#### Stored data entries:
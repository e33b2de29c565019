//! Error types for the diagnostic engine.
//!
//! The library reports three failure families with `thiserror`:
//!
//! - [`LoadError`]: the knowledge base could not be constructed. Fatal at
//!   startup: no queries are served without a loaded [`KnowledgeBase`](crate::knowledge::KnowledgeBase).
//! - [`EngineError`]: a single query against the reasoning engine failed.
//!   Session history is left untouched, so the call is safe to retry.
//! - [`LedgerError`]: the feedback store could not be read or written.
//!
//! Application-level code (CLI, server, config) wraps these in `anyhow`.

use std::path::PathBuf;
use thiserror::Error;

use crate::models::Category;

/// Failure while loading the knowledge base for a manufacturer/version.
#[derive(Error, Debug)]
pub enum LoadError {
    /// None of the candidate paths for a required category exist.
    #[error("required {category} source not found (tried: {})", display_paths(.tried))]
    MissingRequired {
        category: Category,
        tried: Vec<PathBuf>,
    },

    /// A source file exists but could not be read.
    #[error("failed to read {}: {source}", .path.display())]
    Io {
        path: PathBuf,
        #[source]
        source: std::io::Error,
    },

    /// A source file is not valid JSON or does not match the expected schema.
    #[error("malformed JSON in {}: {source}", .path.display())]
    Malformed {
        path: PathBuf,
        #[source]
        source: serde_json::Error,
    },

    /// An entry violates a knowledge-base invariant (blank description,
    /// duplicate code).
    #[error("invalid {category} entry in {}: {reason}", .path.display())]
    InvalidEntry {
        category: Category,
        path: PathBuf,
        reason: String,
    },
}

pub(crate) fn display_paths(paths: &[PathBuf]) -> String {
    paths
        .iter()
        .map(|p| p.display().to_string())
        .collect::<Vec<_>>()
        .join(", ")
}

/// Failure of a single diagnostic query.
#[derive(Error, Debug)]
pub enum EngineError {
    #[error("question must not be empty")]
    EmptyQuestion,

    #[error("reasoning engine is disabled; set [engine] provider in config")]
    Disabled,

    #[error("API key not set: environment variable {0} is missing")]
    MissingApiKey(String),

    #[error("authentication failed ({status}): {message}")]
    Authentication { status: u16, message: String },

    #[error("rate limited by reasoning engine: {0}")]
    RateLimited(String),

    #[error("reasoning engine error {status}: {message}")]
    Api { status: u16, message: String },

    #[error("network error calling reasoning engine: {0}")]
    Network(#[from] reqwest::Error),

    #[error("reasoning engine timed out after {0}s")]
    Timeout(u64),

    #[error("reasoning engine returned an empty reply")]
    EmptyReply,

    #[error("invalid reasoning engine response: {0}")]
    InvalidResponse(String),
}

/// Failure of the feedback store.
#[derive(Error, Debug)]
pub enum LedgerError {
    #[error("feedback store I/O error at {}: {source}", .path.display())]
    Io {
        path: PathBuf,
        #[source]
        source: std::io::Error,
    },

    #[error("feedback store at {} is corrupt: {source}", .path.display())]
    Corrupt {
        path: PathBuf,
        #[source]
        source: serde_json::Error,
    },

    #[error("failed to serialize feedback: {0}")]
    Serialization(#[from] serde_json::Error),

    #[error("feedback ledger lock poisoned")]
    Poisoned,
}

#### EXERCISE AIM:
Match on "reasoning" and copy out every line of the entries that contains it.

#### ANSWER SECTION:
//! - [`EngineError`]: a single query against the reasoning engine failed.
    #[error("reasoning engine is disabled; set [engine] provider in config")]
    #[error("rate limited by reasoning engine: {0}")]
    #[error("reasoning engine error {status}: {message}")]
    #[error("network error calling reasoning engine: {0}")]
    #[error("reasoning engine timed out after {0}s")]
    #[error("reasoning engine returned an empty reply")]
    #[error("invalid reasoning engine response: {0}")]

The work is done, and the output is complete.